Your answer should be the lines below from the one holding "define_id!(AncestryId);" through the one holding "assert_ne!(a, b);", copied exactly and with nothing else.

[Start of section]

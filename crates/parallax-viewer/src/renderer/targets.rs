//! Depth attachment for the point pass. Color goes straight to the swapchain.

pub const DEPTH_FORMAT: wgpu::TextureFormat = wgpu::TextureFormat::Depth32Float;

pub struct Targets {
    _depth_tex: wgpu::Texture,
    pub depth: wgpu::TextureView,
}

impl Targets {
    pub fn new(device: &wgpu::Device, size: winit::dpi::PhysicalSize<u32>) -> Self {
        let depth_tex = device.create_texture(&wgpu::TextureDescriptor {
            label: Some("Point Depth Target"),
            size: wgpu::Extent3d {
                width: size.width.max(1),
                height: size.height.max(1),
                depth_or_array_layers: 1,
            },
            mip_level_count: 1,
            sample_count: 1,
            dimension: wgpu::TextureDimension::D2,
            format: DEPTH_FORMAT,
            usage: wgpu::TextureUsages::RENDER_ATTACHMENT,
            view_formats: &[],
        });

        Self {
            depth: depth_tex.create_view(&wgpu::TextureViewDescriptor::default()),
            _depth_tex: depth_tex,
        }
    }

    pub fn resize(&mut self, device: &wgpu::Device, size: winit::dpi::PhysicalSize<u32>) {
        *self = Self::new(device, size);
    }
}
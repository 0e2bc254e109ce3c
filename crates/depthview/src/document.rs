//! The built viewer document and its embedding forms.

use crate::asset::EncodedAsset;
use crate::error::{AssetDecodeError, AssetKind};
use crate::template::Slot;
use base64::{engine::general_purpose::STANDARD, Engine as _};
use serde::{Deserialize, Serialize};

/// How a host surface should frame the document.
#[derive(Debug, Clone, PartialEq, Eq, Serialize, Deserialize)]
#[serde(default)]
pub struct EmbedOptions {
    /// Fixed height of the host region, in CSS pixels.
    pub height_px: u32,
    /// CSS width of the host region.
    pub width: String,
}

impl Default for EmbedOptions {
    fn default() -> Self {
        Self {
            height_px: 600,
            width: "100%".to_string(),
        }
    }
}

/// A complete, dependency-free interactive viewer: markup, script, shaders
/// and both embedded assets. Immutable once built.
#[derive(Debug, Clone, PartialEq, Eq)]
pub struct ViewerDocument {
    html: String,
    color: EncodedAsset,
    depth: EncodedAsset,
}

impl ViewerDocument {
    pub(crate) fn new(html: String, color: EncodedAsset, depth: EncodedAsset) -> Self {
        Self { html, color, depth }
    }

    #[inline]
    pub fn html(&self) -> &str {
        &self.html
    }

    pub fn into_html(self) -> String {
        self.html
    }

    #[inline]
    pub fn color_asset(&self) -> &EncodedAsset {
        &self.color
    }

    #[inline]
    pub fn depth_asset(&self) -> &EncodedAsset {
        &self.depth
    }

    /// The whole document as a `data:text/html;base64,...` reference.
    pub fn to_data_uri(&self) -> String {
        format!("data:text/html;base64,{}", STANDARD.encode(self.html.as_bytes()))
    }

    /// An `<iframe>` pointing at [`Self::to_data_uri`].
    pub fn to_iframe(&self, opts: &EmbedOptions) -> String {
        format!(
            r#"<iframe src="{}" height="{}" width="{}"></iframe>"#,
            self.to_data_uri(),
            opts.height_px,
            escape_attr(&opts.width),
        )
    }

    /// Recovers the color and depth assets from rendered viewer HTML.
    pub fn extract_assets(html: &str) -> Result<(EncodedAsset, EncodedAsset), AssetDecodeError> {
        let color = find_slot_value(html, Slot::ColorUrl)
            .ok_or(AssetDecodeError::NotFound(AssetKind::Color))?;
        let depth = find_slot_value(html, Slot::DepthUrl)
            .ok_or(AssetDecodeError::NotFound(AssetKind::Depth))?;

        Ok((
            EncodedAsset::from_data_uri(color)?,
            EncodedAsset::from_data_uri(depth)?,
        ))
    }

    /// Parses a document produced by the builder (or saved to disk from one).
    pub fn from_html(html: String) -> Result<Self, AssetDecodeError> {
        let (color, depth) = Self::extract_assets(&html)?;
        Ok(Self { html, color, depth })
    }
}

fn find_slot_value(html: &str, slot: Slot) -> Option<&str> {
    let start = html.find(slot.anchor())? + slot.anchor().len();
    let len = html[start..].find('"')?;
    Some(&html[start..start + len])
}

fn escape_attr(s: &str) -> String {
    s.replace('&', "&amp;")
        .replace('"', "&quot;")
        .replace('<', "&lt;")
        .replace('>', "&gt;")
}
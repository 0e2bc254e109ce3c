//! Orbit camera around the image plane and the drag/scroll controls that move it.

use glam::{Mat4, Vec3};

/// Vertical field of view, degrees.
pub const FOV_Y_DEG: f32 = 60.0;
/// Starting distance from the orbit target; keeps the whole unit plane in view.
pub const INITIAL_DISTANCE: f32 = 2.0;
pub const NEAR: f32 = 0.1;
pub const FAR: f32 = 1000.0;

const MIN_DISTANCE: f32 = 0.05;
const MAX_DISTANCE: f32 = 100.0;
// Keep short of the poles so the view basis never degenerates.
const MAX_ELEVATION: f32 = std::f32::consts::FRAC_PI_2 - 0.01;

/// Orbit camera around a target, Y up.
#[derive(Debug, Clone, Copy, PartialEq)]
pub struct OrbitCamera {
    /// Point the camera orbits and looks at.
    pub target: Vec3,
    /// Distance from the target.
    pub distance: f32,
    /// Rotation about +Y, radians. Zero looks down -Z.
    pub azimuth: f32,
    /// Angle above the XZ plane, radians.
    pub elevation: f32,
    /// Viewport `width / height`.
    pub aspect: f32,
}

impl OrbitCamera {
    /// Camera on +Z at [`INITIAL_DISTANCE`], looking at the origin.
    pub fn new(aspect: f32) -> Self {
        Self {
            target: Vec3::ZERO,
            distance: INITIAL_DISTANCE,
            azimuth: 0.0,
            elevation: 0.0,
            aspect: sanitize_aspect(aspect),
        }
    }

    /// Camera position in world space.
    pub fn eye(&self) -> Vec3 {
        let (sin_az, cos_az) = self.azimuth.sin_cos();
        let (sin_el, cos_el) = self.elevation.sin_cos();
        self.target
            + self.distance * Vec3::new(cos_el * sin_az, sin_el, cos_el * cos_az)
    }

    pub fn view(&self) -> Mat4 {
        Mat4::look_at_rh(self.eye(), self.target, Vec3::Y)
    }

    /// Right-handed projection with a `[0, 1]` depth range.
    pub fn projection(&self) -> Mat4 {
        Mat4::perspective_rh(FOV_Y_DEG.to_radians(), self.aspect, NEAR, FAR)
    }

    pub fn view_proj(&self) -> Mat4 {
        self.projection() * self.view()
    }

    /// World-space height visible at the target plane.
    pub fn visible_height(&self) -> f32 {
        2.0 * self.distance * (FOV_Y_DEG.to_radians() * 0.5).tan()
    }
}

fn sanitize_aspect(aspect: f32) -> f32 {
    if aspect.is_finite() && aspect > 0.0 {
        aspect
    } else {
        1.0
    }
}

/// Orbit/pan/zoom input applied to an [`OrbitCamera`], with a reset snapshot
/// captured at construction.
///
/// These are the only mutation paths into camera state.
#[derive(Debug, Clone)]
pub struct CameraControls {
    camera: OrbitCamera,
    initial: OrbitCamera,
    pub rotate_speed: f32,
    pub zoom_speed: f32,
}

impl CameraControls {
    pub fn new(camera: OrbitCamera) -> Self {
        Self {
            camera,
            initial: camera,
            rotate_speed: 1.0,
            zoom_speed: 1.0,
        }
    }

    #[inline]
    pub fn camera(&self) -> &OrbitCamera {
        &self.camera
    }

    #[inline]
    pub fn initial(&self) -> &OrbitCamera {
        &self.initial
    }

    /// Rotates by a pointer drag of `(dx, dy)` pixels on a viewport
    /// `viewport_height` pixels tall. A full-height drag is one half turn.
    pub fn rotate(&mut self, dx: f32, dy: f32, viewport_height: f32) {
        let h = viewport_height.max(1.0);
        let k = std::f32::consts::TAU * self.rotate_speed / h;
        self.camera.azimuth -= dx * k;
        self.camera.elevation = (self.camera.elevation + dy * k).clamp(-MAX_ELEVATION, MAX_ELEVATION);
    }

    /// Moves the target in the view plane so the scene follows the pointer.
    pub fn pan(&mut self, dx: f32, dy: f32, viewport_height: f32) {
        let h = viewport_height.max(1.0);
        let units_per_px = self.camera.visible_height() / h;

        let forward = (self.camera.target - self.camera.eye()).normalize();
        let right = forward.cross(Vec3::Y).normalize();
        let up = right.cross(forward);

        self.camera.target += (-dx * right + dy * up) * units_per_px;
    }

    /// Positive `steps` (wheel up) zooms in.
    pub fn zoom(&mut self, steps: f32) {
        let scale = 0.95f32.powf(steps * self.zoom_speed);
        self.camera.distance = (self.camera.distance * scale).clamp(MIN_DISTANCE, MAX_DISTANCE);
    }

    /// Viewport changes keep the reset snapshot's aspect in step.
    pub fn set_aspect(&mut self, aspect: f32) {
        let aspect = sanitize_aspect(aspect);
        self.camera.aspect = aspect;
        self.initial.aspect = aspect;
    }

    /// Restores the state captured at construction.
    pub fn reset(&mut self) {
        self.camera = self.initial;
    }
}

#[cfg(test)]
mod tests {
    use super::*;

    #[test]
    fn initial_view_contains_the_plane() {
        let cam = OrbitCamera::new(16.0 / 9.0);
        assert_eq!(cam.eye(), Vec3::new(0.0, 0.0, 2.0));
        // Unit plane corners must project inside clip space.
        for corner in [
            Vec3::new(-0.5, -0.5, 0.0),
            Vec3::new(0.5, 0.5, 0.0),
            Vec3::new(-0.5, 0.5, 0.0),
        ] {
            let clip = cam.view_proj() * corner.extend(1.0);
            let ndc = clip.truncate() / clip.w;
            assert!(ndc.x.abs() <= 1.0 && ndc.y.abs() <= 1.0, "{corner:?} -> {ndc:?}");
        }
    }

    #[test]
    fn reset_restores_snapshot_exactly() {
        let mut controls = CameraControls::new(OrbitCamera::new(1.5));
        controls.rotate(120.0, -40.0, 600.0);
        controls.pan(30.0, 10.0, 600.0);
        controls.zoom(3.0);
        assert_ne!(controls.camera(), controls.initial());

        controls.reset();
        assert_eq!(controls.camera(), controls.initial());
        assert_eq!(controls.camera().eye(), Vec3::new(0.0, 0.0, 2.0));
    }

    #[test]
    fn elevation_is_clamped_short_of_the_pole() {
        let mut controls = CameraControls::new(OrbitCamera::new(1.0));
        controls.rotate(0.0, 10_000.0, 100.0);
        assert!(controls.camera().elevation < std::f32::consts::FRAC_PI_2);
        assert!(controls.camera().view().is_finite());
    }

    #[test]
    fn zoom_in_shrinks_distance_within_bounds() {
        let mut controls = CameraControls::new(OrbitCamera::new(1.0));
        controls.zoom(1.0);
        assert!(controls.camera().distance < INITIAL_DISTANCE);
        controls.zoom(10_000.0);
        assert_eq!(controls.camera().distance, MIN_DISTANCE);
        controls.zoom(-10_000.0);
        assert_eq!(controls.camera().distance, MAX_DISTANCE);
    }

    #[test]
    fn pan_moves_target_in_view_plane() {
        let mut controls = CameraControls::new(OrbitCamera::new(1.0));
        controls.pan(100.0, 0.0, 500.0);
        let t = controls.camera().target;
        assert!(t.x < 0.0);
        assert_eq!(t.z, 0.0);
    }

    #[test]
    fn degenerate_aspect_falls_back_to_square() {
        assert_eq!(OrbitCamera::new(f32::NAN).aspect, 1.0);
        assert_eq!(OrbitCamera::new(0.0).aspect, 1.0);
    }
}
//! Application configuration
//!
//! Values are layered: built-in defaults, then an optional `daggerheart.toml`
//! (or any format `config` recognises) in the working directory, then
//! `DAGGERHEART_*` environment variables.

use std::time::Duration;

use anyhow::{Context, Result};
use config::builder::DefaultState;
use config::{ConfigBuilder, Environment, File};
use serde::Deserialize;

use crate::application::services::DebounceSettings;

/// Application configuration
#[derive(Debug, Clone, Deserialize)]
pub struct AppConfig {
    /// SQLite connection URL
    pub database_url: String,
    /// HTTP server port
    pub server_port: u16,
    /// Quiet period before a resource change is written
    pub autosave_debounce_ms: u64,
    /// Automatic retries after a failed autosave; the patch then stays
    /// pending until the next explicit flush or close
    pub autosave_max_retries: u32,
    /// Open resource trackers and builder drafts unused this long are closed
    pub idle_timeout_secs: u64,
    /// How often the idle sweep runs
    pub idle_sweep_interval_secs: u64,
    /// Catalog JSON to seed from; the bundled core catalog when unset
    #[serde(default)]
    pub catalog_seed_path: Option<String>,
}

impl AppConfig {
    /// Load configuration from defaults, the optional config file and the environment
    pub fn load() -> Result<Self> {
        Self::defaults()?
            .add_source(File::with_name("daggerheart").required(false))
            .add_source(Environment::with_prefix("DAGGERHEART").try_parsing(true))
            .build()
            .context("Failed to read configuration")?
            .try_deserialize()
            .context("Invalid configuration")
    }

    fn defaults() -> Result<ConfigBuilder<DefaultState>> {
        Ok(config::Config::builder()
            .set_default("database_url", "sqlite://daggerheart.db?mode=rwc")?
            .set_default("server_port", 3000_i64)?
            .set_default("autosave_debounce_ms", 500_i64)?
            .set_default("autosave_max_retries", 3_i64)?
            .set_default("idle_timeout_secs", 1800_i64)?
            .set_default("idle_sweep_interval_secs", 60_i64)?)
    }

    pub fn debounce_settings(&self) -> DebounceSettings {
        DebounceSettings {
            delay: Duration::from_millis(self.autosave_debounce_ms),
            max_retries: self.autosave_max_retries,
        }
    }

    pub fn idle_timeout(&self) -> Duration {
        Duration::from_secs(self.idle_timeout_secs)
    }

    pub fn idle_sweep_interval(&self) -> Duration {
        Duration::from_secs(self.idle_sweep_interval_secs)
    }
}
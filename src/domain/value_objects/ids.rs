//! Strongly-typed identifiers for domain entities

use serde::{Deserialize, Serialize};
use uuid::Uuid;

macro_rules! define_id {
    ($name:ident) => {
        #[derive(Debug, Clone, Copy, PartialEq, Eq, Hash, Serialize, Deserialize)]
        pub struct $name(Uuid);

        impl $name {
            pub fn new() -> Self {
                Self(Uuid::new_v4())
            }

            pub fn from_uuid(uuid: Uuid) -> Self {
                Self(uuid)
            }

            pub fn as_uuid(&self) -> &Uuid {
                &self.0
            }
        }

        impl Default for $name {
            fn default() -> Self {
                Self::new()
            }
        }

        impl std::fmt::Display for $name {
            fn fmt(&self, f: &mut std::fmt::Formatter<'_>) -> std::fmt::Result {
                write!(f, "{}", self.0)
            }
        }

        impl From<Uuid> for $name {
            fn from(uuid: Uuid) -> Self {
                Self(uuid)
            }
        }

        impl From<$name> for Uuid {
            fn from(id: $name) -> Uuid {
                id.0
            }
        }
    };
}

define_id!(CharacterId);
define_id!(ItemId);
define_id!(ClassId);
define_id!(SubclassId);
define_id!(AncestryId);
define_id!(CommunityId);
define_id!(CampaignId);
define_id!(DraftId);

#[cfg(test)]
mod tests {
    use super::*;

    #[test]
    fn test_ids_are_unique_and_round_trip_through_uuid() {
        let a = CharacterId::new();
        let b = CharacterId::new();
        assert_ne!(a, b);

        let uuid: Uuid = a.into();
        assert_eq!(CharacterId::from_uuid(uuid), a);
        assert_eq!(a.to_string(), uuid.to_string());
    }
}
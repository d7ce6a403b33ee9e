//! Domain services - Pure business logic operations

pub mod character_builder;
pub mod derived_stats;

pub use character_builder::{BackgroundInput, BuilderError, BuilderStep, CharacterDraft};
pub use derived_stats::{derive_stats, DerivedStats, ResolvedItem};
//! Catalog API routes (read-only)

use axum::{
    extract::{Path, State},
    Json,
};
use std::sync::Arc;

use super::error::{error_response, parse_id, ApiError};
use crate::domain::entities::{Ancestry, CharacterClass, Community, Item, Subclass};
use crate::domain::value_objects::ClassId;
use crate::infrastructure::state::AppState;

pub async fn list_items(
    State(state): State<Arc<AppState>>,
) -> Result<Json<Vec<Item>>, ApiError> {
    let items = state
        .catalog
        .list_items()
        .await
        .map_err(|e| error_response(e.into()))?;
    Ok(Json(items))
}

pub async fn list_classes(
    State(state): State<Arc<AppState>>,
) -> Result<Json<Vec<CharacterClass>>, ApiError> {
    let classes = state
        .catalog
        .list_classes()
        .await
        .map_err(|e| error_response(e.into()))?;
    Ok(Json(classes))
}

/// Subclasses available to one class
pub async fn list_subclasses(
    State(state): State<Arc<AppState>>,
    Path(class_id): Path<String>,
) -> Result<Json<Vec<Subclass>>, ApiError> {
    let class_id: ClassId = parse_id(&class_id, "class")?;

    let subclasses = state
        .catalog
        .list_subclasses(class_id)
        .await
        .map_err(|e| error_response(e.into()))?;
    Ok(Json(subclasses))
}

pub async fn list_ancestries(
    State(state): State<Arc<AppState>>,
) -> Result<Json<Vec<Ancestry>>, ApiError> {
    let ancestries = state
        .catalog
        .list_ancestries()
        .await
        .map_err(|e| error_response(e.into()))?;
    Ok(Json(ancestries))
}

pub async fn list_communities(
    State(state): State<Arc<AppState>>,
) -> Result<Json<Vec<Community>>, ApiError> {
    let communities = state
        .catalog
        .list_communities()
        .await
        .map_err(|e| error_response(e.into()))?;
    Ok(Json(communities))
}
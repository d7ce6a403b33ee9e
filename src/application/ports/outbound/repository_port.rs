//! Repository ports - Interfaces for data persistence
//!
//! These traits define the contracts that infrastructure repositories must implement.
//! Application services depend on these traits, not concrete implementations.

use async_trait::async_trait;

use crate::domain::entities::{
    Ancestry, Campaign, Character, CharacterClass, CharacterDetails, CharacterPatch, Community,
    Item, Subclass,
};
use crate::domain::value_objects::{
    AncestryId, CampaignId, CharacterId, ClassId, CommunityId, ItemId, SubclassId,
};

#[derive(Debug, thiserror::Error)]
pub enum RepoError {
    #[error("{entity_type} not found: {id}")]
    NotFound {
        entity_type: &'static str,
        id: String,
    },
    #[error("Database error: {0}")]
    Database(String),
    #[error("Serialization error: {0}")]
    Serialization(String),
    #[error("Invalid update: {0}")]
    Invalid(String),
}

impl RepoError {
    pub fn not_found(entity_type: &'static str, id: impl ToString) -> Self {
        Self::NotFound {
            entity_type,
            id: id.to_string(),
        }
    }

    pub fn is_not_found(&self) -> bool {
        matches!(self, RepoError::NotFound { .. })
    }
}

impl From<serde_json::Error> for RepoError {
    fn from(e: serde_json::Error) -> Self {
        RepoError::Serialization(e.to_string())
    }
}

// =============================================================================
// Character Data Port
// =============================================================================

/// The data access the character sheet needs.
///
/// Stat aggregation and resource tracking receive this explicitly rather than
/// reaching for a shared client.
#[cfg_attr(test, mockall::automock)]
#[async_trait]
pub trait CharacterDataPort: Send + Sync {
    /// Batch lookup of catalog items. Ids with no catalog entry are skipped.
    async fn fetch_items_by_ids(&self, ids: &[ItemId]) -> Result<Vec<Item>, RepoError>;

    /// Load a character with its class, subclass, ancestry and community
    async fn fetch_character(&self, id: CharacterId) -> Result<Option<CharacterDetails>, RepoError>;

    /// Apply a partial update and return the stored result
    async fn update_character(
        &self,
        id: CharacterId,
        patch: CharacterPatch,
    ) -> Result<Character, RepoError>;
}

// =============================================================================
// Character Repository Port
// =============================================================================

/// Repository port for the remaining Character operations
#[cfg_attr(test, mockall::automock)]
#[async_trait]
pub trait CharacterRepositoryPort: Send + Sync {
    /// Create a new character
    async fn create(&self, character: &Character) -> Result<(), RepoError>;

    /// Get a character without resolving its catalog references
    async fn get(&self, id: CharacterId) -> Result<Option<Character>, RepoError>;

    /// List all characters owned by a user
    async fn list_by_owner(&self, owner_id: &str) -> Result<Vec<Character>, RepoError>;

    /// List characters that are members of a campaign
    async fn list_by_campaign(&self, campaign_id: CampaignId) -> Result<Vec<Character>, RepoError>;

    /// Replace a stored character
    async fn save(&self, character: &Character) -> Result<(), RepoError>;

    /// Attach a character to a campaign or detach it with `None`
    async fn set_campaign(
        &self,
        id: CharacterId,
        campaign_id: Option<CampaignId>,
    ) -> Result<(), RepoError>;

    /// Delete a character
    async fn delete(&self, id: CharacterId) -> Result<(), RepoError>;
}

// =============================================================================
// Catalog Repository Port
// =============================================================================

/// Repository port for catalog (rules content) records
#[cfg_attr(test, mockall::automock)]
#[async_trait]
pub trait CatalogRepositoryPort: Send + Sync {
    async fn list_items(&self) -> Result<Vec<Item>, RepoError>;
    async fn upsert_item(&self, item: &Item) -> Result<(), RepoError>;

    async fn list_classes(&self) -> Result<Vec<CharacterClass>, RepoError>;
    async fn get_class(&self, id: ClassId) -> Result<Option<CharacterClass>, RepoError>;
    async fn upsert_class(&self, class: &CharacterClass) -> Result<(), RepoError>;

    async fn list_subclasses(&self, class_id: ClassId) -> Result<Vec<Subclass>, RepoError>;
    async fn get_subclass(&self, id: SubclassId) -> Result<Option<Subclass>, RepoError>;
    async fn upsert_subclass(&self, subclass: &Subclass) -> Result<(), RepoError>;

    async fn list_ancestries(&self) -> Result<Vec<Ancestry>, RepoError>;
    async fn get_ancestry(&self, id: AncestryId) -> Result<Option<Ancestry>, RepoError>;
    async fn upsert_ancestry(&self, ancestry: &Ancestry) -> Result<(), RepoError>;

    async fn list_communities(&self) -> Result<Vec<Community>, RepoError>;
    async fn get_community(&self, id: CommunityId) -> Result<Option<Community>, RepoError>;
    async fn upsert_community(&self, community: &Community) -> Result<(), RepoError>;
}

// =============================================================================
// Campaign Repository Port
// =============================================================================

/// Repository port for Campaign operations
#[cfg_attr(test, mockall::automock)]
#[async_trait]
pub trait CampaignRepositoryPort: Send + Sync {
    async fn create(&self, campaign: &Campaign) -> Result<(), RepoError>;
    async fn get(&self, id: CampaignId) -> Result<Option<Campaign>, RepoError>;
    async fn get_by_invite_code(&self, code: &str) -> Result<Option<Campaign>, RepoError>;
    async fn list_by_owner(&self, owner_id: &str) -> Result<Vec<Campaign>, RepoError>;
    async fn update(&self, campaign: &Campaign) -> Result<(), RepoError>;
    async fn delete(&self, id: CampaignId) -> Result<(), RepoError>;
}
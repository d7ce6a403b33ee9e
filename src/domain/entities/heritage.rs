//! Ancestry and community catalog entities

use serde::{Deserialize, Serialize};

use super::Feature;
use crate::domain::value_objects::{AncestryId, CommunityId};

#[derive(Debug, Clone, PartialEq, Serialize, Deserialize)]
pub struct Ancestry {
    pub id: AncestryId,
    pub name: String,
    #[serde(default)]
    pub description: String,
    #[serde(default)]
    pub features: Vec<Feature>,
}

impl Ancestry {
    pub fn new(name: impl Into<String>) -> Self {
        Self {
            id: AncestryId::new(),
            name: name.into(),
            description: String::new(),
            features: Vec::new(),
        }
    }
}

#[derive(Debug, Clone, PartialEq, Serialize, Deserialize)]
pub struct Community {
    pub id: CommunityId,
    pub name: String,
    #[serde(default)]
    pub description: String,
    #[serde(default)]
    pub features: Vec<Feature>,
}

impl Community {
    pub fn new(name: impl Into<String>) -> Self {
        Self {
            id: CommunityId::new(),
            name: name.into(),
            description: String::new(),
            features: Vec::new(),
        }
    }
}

[End of section]

▶ Task output
define_id!(AncestryId);
define_id!(CommunityId);
define_id!(CampaignId);
define_id!(DraftId);

#[cfg(test)]
mod tests {
    use super::*;

    #[test]
    fn test_ids_are_unique_and_round_trip_through_uuid() {
        let a = CharacterId::new();
        let b = CharacterId::new();
        assert_ne!(a, b);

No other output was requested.